(Source data)
====

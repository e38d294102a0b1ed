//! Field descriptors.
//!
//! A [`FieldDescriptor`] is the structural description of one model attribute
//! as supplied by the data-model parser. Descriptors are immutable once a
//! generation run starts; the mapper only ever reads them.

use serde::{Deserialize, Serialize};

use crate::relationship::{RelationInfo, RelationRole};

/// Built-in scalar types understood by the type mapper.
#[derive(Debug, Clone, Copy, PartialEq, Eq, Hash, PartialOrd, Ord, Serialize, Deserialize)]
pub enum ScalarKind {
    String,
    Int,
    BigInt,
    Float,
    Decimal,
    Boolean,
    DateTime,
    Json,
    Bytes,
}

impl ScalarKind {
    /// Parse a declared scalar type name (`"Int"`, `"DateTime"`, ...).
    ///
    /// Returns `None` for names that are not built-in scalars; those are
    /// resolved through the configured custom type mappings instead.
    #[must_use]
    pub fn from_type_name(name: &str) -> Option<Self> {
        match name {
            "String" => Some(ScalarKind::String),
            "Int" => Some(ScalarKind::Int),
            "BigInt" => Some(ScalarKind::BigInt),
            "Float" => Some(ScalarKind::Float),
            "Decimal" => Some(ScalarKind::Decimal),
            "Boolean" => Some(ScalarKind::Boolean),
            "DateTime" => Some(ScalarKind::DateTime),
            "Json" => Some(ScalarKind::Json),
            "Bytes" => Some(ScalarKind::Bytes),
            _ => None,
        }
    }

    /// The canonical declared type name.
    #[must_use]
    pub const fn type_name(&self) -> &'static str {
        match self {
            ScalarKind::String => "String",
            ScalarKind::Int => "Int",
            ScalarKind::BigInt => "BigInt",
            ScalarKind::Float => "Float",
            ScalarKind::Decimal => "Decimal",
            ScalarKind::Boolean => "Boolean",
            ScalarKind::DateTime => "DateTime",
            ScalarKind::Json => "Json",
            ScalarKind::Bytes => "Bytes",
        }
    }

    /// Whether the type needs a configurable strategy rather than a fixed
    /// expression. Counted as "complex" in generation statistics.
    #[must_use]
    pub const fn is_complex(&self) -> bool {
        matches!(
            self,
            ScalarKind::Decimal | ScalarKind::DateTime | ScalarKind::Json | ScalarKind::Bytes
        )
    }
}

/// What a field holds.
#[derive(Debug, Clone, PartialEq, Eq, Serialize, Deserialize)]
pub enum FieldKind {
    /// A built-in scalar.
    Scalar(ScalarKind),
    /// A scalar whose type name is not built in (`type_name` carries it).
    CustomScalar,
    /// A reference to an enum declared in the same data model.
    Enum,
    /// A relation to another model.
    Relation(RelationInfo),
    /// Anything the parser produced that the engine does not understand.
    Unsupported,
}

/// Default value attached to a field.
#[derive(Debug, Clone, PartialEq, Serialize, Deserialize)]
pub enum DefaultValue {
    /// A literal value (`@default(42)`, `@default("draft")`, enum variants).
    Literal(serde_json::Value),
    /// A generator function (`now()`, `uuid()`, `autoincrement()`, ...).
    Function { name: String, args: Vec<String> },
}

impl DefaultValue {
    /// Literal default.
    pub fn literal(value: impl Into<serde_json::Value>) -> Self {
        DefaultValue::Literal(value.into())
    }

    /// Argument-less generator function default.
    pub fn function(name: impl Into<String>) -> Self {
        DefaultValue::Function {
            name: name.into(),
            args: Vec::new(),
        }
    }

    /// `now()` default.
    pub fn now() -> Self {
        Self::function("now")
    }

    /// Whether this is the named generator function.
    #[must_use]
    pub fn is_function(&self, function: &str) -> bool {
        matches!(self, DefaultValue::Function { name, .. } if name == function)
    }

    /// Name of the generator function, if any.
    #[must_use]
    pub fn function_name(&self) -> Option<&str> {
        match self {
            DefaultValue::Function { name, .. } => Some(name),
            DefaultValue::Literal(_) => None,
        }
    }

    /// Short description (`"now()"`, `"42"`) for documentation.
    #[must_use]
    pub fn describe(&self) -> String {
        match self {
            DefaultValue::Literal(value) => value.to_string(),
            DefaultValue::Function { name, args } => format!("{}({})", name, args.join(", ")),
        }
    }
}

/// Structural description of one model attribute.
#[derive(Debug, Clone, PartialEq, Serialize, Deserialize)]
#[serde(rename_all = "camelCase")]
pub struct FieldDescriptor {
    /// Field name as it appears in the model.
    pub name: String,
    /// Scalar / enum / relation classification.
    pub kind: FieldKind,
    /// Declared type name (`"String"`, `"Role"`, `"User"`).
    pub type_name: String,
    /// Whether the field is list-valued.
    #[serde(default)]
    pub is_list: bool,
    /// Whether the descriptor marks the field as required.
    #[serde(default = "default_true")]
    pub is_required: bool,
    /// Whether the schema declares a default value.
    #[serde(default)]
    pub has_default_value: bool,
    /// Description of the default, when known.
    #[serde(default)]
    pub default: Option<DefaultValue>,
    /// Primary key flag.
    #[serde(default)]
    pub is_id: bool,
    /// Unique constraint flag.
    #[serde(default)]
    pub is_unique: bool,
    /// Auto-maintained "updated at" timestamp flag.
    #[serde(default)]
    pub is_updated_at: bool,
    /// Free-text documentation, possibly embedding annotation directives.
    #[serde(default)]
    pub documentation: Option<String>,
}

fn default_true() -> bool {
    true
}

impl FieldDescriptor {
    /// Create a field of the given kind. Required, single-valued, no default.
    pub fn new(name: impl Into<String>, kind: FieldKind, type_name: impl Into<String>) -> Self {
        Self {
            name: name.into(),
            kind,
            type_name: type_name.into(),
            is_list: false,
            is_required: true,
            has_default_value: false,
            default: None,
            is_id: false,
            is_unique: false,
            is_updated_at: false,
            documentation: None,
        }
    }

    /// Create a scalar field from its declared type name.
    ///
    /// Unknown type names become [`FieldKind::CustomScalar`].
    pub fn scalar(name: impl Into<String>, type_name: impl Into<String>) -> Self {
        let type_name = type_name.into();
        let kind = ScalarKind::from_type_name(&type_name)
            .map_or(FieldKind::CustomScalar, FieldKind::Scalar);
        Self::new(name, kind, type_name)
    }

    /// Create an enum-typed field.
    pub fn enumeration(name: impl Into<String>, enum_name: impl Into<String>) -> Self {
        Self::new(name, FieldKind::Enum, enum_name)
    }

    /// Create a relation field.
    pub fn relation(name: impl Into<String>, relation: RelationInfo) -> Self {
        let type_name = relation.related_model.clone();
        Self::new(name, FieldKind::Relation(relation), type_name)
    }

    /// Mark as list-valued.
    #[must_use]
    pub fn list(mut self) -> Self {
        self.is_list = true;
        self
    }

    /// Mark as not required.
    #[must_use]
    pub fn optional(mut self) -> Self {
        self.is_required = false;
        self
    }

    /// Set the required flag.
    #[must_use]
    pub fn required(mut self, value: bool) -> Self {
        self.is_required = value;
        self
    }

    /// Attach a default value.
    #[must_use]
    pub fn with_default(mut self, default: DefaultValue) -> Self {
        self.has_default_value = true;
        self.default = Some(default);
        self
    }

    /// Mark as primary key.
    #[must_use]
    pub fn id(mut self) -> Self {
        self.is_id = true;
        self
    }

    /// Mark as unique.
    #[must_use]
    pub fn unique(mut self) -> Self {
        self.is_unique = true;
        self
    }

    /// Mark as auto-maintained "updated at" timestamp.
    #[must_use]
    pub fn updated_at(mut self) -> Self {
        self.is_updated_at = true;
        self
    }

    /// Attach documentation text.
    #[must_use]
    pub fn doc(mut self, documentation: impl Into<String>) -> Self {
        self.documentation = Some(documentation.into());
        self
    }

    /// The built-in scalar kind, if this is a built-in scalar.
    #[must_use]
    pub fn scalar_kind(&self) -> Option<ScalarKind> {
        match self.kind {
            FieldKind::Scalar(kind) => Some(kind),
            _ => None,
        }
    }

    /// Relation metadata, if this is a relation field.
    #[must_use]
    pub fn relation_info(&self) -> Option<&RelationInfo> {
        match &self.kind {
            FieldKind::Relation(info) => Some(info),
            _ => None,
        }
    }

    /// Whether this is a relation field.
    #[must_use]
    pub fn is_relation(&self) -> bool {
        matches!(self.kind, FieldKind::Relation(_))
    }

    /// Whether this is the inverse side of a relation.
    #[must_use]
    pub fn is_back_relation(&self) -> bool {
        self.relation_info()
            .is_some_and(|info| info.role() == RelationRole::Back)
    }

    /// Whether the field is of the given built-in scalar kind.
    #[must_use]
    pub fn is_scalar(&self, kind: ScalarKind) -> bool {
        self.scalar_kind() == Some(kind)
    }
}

====

Brief » Across all of the records above, how many lines include the string "None"? Answer with one number only.

Result for this task » 7